Records shown:
○ ○ ○ ○

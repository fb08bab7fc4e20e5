pub mod pitch_class_table;
pub mod scale;
pub mod template;

pub use scale::{generate, Scale};
pub use template::{Mode, ScaleTemplate};
//! Boolean-OR composition of validators
//!
//! Members are kept in insertion order and addressed by index. Only the
//! active subset takes part in validation; a fresh group has no active
//! members and rejects everything.

use std::collections::BTreeSet;
use std::fmt;

use super::Validator;

pub struct DisjunctiveValidator<C: ?Sized, R: ?Sized> {
    group_name: String,
    validators: Vec<Box<dyn Validator<C, R>>>,
    active: BTreeSet<usize>,
}

impl<C: ?Sized, R: ?Sized> DisjunctiveValidator<C, R> {
    pub fn new(group_name: impl Into<String>, validators: Vec<Box<dyn Validator<C, R>>>) -> Self {
        Self {
            group_name: group_name.into(),
            validators,
            active: BTreeSet::new(),
        }
    }

    pub fn group_name(&self) -> &str {
        &self.group_name
    }

    pub fn len(&self) -> usize {
        self.validators.len()
    }

    pub fn is_empty(&self) -> bool {
        self.validators.is_empty()
    }

    pub fn is_active(&self, index: usize) -> bool {
        self.active.contains(&index)
    }

    /// Switch a member on or off
    ///
    /// Returns false (and changes nothing) if `index` names no member.
    pub fn toggle(&mut self, index: usize, active: bool) -> bool {
        if index >= self.validators.len() {
            log::warn!("Group '{}' has no validator at index {}", self.group_name, index);
            return false;
        }

        if active {
            self.active.insert(index);
        } else {
            self.active.remove(&index);
        }
        true
    }

    /// All members in insertion order, active or not
    pub fn validators(&self) -> impl Iterator<Item = &dyn Validator<C, R>> {
        self.validators.iter().map(|v| v.as_ref())
    }
}

impl<C: ?Sized, R: ?Sized> Validator<C, R> for DisjunctiveValidator<C, R> {
    fn validate(&self, candidate: &C, reference: &R) -> bool {
        self.active.iter().any(|&index| {
            let accepted = self.validators[index].validate(candidate, reference);
            log::trace!("Group '{}' member {} -> {}", self.group_name, index, accepted);
            accepted
        })
    }
}

impl<C: ?Sized, R: ?Sized> fmt::Display for DisjunctiveValidator<C, R> {
    fn fmt(&self, f: &mut fmt::Formatter<'_>) -> fmt::Result {
        f.write_str(&self.group_name)
    }
}

impl<C: ?Sized, R: ?Sized> fmt::Debug for DisjunctiveValidator<C, R> {
    fn fmt(&self, f: &mut fmt::Formatter<'_>) -> fmt::Result {
        f.debug_struct("DisjunctiveValidator")
            .field("group_name", &self.group_name)
            .field("validators", &self.validators.len())
            .field("active", &self.active)
            .finish()
    }
}
//! Conchordance music theory core
//!
//! Pitches, intervals, scales and modes for fretted-instrument fingering
//! tools. Scale construction spells every degree from a chromatic table,
//! rotates for the requested mode and renumbers octaves; chord tones are
//! pulled out of a scale through intervals.

pub mod api;
pub mod chords;
pub mod errors;
pub mod models;
pub mod scales;
pub mod utils;
pub mod validation;

// Re-export commonly used types
pub use chords::{Chord, ChordType};
pub use errors::TheoryError;
pub use models::{Interval, Note, NoteName};
pub use scales::{Mode, Scale, ScaleTemplate};
pub use validation::{DisjunctiveValidator, Validator};

use wasm_bindgen::prelude::*;

// This is like the `main` function, but for WASM modules.
#[wasm_bindgen(start)]
pub fn main() {
    #[cfg(feature = "console_error_panic_hook")]
    console_error_panic_hook::set_once();

    // A second start (hot reload) finds the logger already installed
    #[cfg(feature = "console_log")]
    let _ = console_log::init_with_level(log::Level::Debug);

    log::info!("Conchordance WASM module initialized");
}
/// Pitch class → spelling lookup
///
/// Format: pitch class (semitones above C, 0-11) → [sharp spelling, flat spelling]
///
/// Pitch classes with a natural spelling have exactly one entry:
///   0 → [C]
///   2 → [D]
/// Altered pitch classes have two, sharp first:
///   1 → [C#, Db]
///   6 → [F#, Gb]
///
/// The ordering is positional: `spell()` picks index 1 for flat-preferring
/// scales and index 0 otherwise.

use crate::models::note_name::NoteName::{self, A, B, C, D, E, F, G};
use crate::models::Note;

/// Letter and accidental modifier for one spelling of a pitch class
pub type Spelling = (NoteName, i8);

const CHROMATIC_SPELLINGS: [&[Spelling]; 12] = [
    &[(C, 0)],
    &[(C, 1), (D, -1)],
    &[(D, 0)],
    &[(D, 1), (E, -1)],
    &[(E, 0)],
    &[(F, 0)],
    &[(F, 1), (G, -1)],
    &[(G, 0)],
    &[(G, 1), (A, -1)],
    &[(A, 0)],
    &[(A, 1), (B, -1)],
    &[(B, 0)],
];

/// All canonical spellings of a pitch class, sharp-spelled first
///
/// # Panics
/// If `pitch_class` is not in 0-11.
pub fn spellings(pitch_class: u8) -> &'static [Spelling] {
    CHROMATIC_SPELLINGS[pitch_class as usize]
}

/// True for the five pitch classes that need an accidental (1, 3, 6, 8, 10)
pub fn is_ambiguous(pitch_class: u8) -> bool {
    spellings(pitch_class).len() > 1
}

/// Spell a pitch class as a note in the given octave
///
/// Flat-preferring spelling only changes the result for ambiguous pitch
/// classes; naturals have a single spelling either way.
pub fn spell(pitch_class: u8, prefer_flats: bool, octave: i8) -> Note {
    let candidates = spellings(pitch_class);
    let index = if prefer_flats && candidates.len() > 1 { 1 } else { 0 };
    let (name, modifier) = candidates[index];

    Note::with_octave(name, modifier, octave)
}
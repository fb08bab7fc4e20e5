//! Models module
//!
//! Immutable value types shared by scale construction, chord spelling
//! and fingering validation.

pub mod interval;
pub mod note;
pub mod note_name;

// Re-export commonly used types
pub use interval::Interval;
pub use note::Note;
pub use note_name::NoteName;
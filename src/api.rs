//! WASM API for scale and chord construction
//!
//! Inputs arrive as strings from JavaScript and are parsed with the
//! `FromStr` impls of the model types. Parse failures come back as rejected
//! promises / thrown strings carrying the `TheoryError` message.

use wasm_bindgen::prelude::*;

use crate::chords::Chord;
use crate::errors::TheoryError;
use crate::models::Note;
use crate::scales::{Mode, Scale, ScaleTemplate};

fn to_js_error(err: TheoryError) -> JsValue {
    log::warn!("Rejected request: {}", err);
    JsValue::from_str(&err.to_string())
}

/// Parse the three scale inputs and build the scale
///
/// An empty mode string selects Ionian.
pub fn build_scale(root: &str, template: &str, mode: &str) -> Result<Scale, TheoryError> {
    let root: Note = root.parse()?;
    let template: ScaleTemplate = template.parse()?;
    let mode = if mode.trim().is_empty() {
        Mode::default()
    } else {
        mode.parse()?
    };

    Ok(Scale::new(root, template, mode))
}

/// Notes of a scale as an array of `{ name, modifier, octave }`
///
/// # Example (JS)
/// ```text
/// scaleNotes("A", "major", "dorian")
/// // [{ name: "B", modifier: 0, octave: 0 }, { name: "C", modifier: 1, octave: 1 }, ...]
/// ```
#[wasm_bindgen(js_name = scaleNotes)]
pub fn scale_notes(root: &str, template: &str, mode: &str) -> Result<JsValue, JsValue> {
    let scale = build_scale(root, template, mode).map_err(to_js_error)?;

    serde_wasm_bindgen::to_value(&scale.scale_notes())
        .map_err(|e| JsValue::from_str(&format!("Serialization error: {}", e)))
}

/// Canonical rendering of a scale, e.g. "A0, B0, C#1, D1, E1, F#1, G#1"
#[wasm_bindgen(js_name = renderScale)]
pub fn render_scale(root: &str, template: &str, mode: &str) -> Result<String, JsValue> {
    build_scale(root, template, mode)
        .map(|scale| scale.to_string())
        .map_err(to_js_error)
}

/// Spelled tones of a chord symbol such as "C#m7"
#[wasm_bindgen(js_name = chordNotes)]
pub fn chord_notes(symbol: &str) -> Result<JsValue, JsValue> {
    let chord: Chord = symbol.parse().map_err(to_js_error)?;

    serde_wasm_bindgen::to_value(&chord.notes())
        .map_err(|e| JsValue::from_str(&format!("Serialization error: {}", e)))
}
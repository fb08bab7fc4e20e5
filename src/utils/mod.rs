//! Utility modules
//!
//! Semitone arithmetic and accidental text helpers shared across the crate.

pub mod pitch_utils;
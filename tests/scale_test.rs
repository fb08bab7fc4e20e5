// Scale construction scenarios
//
// Literal renderings for known scales and modes, plus interval
// application against generated scales.

use conchordance::models::NoteName::*;
use conchordance::{Interval, Mode, Note, Scale};

fn major(name: conchordance::NoteName, modifier: i8, mode: Mode) -> String {
    Scale::major_in(Note::new(name, modifier), mode).to_string()
}

#[test]
fn test_a_major_scale() {
    assert_eq!(
        Scale::major(Note::new(A, 0)).to_string(),
        format!("A0, B0, C{0}1, D1, E1, F{0}1, G{0}1", Note::SHARP)
    );
}

#[test]
fn test_a_major_scale_all_modes() {
    let expected = [
        (Mode::Ionian, "A0, B0, C#1, D1, E1, F#1, G#1"),
        (Mode::Dorian, "B0, C#1, D1, E1, F#1, G#1, A1"),
        (Mode::Phrygian, "C#0, D0, E0, F#0, G#0, A0, B0"),
        (Mode::Lydian, "D0, E0, F#0, G#0, A0, B0, C#1"),
        (Mode::Mixolydian, "E0, F#0, G#0, A0, B0, C#1, D1"),
        (Mode::Aeolian, "F#0, G#0, A0, B0, C#1, D1, E1"),
        (Mode::Locrian, "G#0, A0, B0, C#1, D1, E1, F#1"),
    ];

    for (mode, rendered) in expected {
        assert_eq!(major(A, 0, mode), rendered, "A major, {} mode", mode);
    }
}

#[test]
fn test_c_major_scale() {
    assert_eq!(major(C, 0, Mode::Ionian), "C0, D0, E0, F0, G0, A0, B0");
}

#[test]
fn test_a_sharp_major_scale() {
    assert_eq!(major(A, 1, Mode::Ionian), "A#0, C1, D1, D#1, F1, G1, A1");
}

#[test]
fn test_a_flat_major_scale() {
    assert_eq!(
        major(A, -1, Mode::Ionian),
        format!("A{0}0, B{0}0, C1, D{0}1, E{0}1, F1, G1", Note::FLAT)
    );
}

#[test]
fn test_b_major_scale() {
    assert_eq!(major(B, 0, Mode::Ionian), "B0, C#1, D#1, E1, F#1, G#1, A#1");
}

#[test]
fn test_c_minor_scale() {
    assert_eq!(
        Scale::minor(Note::new(C, 0)).to_string(),
        "C0, D0, D#0, F0, G0, G#0, A#0"
    );
}

#[test]
fn test_a_harmonic_minor_scale() {
    assert_eq!(
        Scale::harmonic_minor(Note::new(A, 0)).to_string(),
        "A0, B0, C1, D1, E1, F1, G#1"
    );
}

#[test]
fn test_relative_minor_of_c() {
    let scale = Scale::relative_minor(Note::new(C, 0));
    assert_eq!(scale.mode(), Mode::Aeolian);
    assert_eq!(scale.to_string(), "A0, B0, C1, D1, E1, F1, G1");
}

#[test]
fn test_flat_root_uses_flats_in_rotated_mode() {
    // Pitch class 11 has only the B spelling, so Eb minor gets B rather than Cb
    assert_eq!(
        Scale::minor(Note::new(E, -1)).to_string(),
        "Eb0, F0, Gb0, Ab0, Bb0, B0, Db1"
    );
    assert_eq!(
        Scale::minor_in(Note::new(E, -1), Mode::Dorian).to_string(),
        "F0, Gb0, Ab0, Bb0, B0, Db0, Eb0"
    );
}

#[test]
fn test_apply_intervals() {
    let c_scale = Scale::major(Note::new(C, 0));
    let c_major = c_scale.apply_intervals(&[Interval::UNISON, Interval::MAJOR_THIRD, Interval::PERFECT_FIFTH]);
    assert_eq!(c_major, vec![Note::new(C, 0), Note::new(E, 0), Note::new(G, 0)]);
}

#[test]
fn test_apply_intervals_keeps_input_order_and_repeats() {
    let c_scale = Scale::major(Note::new(C, 0));
    let notes = c_scale.apply_intervals(&[Interval::PERFECT_FIFTH, Interval::UNISON, Interval::PERFECT_FIFTH]);
    assert_eq!(notes, vec![Note::new(G, 0), Note::new(C, 0), Note::new(G, 0)]);
}

#[test]
fn test_octaves() {
    let a_scale = Scale::major(Note::new(A, 0));
    assert_eq!(a_scale.note(3), Note::with_octave(C, 1, 1), "Octave rolls over at C");
    assert_eq!(a_scale.apply_interval(Interval::PERFECT_FIFTH), Note::with_octave(E, 0, 1));
}

#[test]
fn test_apply_interval() {
    let c_scale = Scale::major(Note::new(C, 0));

    assert_eq!(c_scale.apply_interval(Interval::PERFECT_FIFTH), Note::new(G, 0));
    assert_eq!(
        c_scale.apply_interval(Interval::new(7, -2)),
        Note::new(B, -2),
        "Double-flat seventh of C major is Bbb"
    );
}

#[test]
fn test_altered_tone_inherits_octave() {
    let a_scale = Scale::major(Note::new(A, 0));
    assert_eq!(a_scale.apply_interval(Interval::MINOR_THIRD), Note::with_octave(C, 0, 1));
}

○ ○ ○ ○

Task prompt: Nothing but the exact lines from the start of the material through the line holding "impl<C: ?Sized, R: ?Sized> DisjunctiveValidator<C, R>", both included, belongs in the answer.

Response:
repository fb08bab7fc4e20e5
pub mod pitch_class_table;
pub mod scale;
pub mod template;

pub use scale::{generate, Scale};
pub use template::{Mode, ScaleTemplate};
//! Boolean-OR composition of validators
//!
//! Members are kept in insertion order and addressed by index. Only the
//! active subset takes part in validation; a fresh group has no active
//! members and rejects everything.

use std::collections::BTreeSet;
use std::fmt;

use super::Validator;

pub struct DisjunctiveValidator<C: ?Sized, R: ?Sized> {
    group_name: String,
    validators: Vec<Box<dyn Validator<C, R>>>,
    active: BTreeSet<usize>,
}

impl<C: ?Sized, R: ?Sized> DisjunctiveValidator<C, R> {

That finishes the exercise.